I showed it to Josh. He is intrigued. "What if I can't hide?" Wow, I almost forgot that, several eons ago he had a head CT (low platelets many bruises, started acting funny) and he watched the device inside the CT spin and almost hurled, so we covered his face with his security blanket. That's how he has done it ever since. Under a blanket, but no sedation.
So I pull out a piece of paper to make his packing list. Something from 19 months-4 years I have always handled myself. Now he needs it, he needs to make it himself and reassure himself that everything he needs will go with us. This is a whole new ball game.
You have to find what works for your child. What works for my son would probably not work for my daughter. If our therapist that we had been assigned to and used extensively for 2.5 yrs hadn't moved, I would have emailed her and involved her (we meet our new one tomorrow, and he gets to start the bravery beads program).
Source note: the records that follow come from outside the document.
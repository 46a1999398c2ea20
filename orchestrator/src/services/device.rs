//! Device adapter backed by an external helper program
//!
//! The helper owns the router's web UI automation (login, navigation, band
//! lock form). It is invoked once per operation:
//!
//! - `<helper> apply <identity>`: lock the bands, exit 0 on success
//! - `<helper> reset`: drop and re-establish the web session
//! - `<helper> status`: print `{"no_service": bool}` on stdout
//!
//! Credentials travel through `ROUTER_URL` / `ROUTER_PASSWORD`, and
//! `--headed` is appended in visual mode.

use async_trait::async_trait;
use serde::Deserialize;
use tokio::process::Command;

use shared::Combination;

use super::command::{stderr_summary, ExternalCommand};
use crate::error::{OrchestratorError, OrchestratorResult};
use crate::traits::DeviceAdapter;

#[derive(Debug, Deserialize)]
struct StatusReport {
    no_service: bool,
}

/// Real device adapter driving the helper program
pub struct CommandDevice {
    helper: ExternalCommand,
    router_url: String,
    password: Option<String>,
    headed: bool,
}

impl CommandDevice {
    pub fn new(helper: ExternalCommand) -> Self {
        Self {
            helper,
            router_url: "http://192.168.8.1".to_string(),
            password: None,
            headed: false,
        }
    }

    /// Configure router address (fluent API)
    pub fn with_router_url(mut self, router_url: impl Into<String>) -> Self {
        self.router_url = router_url.into();
        self
    }

    /// Configure router password (fluent API)
    pub fn with_password(mut self, password: Option<String>) -> Self {
        self.password = password;
        self
    }

    /// Run the helper with a visible browser (fluent API)
    pub fn with_headed(mut self, headed: bool) -> Self {
        self.headed = headed;
        self
    }

    fn command(&self, subcommand: &str) -> Command {
        let mut cmd = self.helper.build();
        cmd.arg(subcommand).env("ROUTER_URL", &self.router_url);
        if let Some(password) = &self.password {
            cmd.env("ROUTER_PASSWORD", password);
        }
        if self.headed {
            cmd.arg("--headed");
        }
        cmd
    }

    /// Failing to start the helper at all means the session cannot be recovered
    async fn output(&self, mut cmd: Command) -> OrchestratorResult<std::process::Output> {
        cmd.output().await.map_err(|e| OrchestratorError::SessionLost {
            message: format!("cannot run device helper '{}': {e}", self.helper.program()),
        })
    }
}

/// Parse the helper's `status` output
fn parse_status(stdout: &str) -> Result<bool, String> {
    serde_json::from_str::<StatusReport>(stdout.trim())
        .map(|report| report.no_service)
        .map_err(|e| format!("unreadable status output: {e}"))
}

#[async_trait]
impl DeviceAdapter for CommandDevice {
    async fn apply_configuration(&self, combination: &Combination) -> OrchestratorResult<()> {
        let mut cmd = self.command("apply");
        cmd.arg(combination.identity());

        let output = self.output(cmd).await?;
        if output.status.success() {
            Ok(())
        } else {
            Err(OrchestratorError::DeviceError {
                combination: combination.identity(),
                message: stderr_summary(&output),
            })
        }
    }

    async fn read_no_service_indicator(&self) -> OrchestratorResult<bool> {
        let output = self.output(self.command("status")).await?;
        let device_error = |message: String| OrchestratorError::DeviceError {
            combination: "status".to_string(),
            message,
        };

        if !output.status.success() {
            return Err(device_error(stderr_summary(&output)));
        }
        parse_status(&String::from_utf8_lossy(&output.stdout)).map_err(device_error)
    }

    async fn reset_session(&self) -> OrchestratorResult<()> {
        let output = self.output(self.command("reset")).await?;
        if output.status.success() {
            Ok(())
        } else {
            Err(OrchestratorError::DeviceError {
                combination: "reset".to_string(),
                message: stderr_summary(&output),
            })
        }
    }
}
Your techniques and coping skills have to evolve through your treatment and with your child and family.
The key is to walk that line between choice and reality. Our previous therapist was firm on that. New nurses used to ask "Is it ok if I take your blood pressure?" Wrong, Josh's answer, "No." The correct question was, "It's time for your blood pressure check Josh, which arm do you want to get the hug?"
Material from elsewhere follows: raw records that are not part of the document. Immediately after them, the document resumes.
//! Orchestrator-specific error types

use shared::SharedError;
use std::time::Duration;
use thiserror::Error;

use crate::core::InvalidTransition;

#[derive(Error, Debug)]
pub enum OrchestratorError {
    #[error("Device rejected configuration {combination}: {message}")]
    DeviceError { combination: String, message: String },

    #[error("Adapter call '{operation}' timed out after {timeout:?}")]
    Timeout { operation: String, timeout: Duration },

    #[error("Device session lost: {message}")]
    SessionLost { message: String },

    #[error("Measurement transport failed: {message}")]
    MetricsTransport { message: String },

    #[error("Progress file {path} is corrupt: {message}")]
    ProgressCorrupt { path: String, message: String },

    #[error("Progress persistence failed: {operation} on {path}")]
    PersistenceError {
        operation: String,
        path: String,
        #[source]
        source: std::io::Error,
    },

    #[error("Progress could not be saved {failures} times in a row")]
    PersistenceExhausted { failures: u32 },

    #[error("Configuration error: {field}")]
    ConfigurationError { field: String },

    #[error("Report generation failed: {message}")]
    ReportError { message: String },

    #[error("Attempt state machine error: {0}")]
    StateMachine(#[from] InvalidTransition),

    #[error("Shared component error: {0}")]
    SharedError(#[from] SharedError),

    #[error("I/O error: {0}")]
    IoError(#[from] std::io::Error),

    #[error("JSON serialization error: {0}")]
    JsonError(#[from] serde_json::Error),

    #[error("CSV error: {0}")]
    CsvError(#[from] csv::Error),
}

impl OrchestratorError {
    pub fn config(field: impl Into<String>) -> Self {
        Self::ConfigurationError { field: field.into() }
    }

    /// Errors the per-combination retry protocol absorbs
    pub fn is_transient(&self) -> bool {
        matches!(self, Self::DeviceError { .. } | Self::Timeout { .. })
    }
}

pub type OrchestratorResult<T> = Result<T, OrchestratorError>;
Be honest with them about what is negotiable and what is not. At the end of the discussion, they have to know this is going to happen, that you will do your best to make it pleasant, but this is not about mean doctors and nurses poking them. Plain and simple. Tomorrow is scan day. He will get a CT scan. Oral dye will find a way into his stomach and intravenous dye into his body. He can choose how/where the latter two happen, but if he doesn't make a choice we will. I prefer he cooperate, but that scan is happening.
This is just pediatric oncology, we can hate this reality all we want, how we have to force our kids through stuff, through not normal, but we still are going to have a scan tomorrow. One way or another.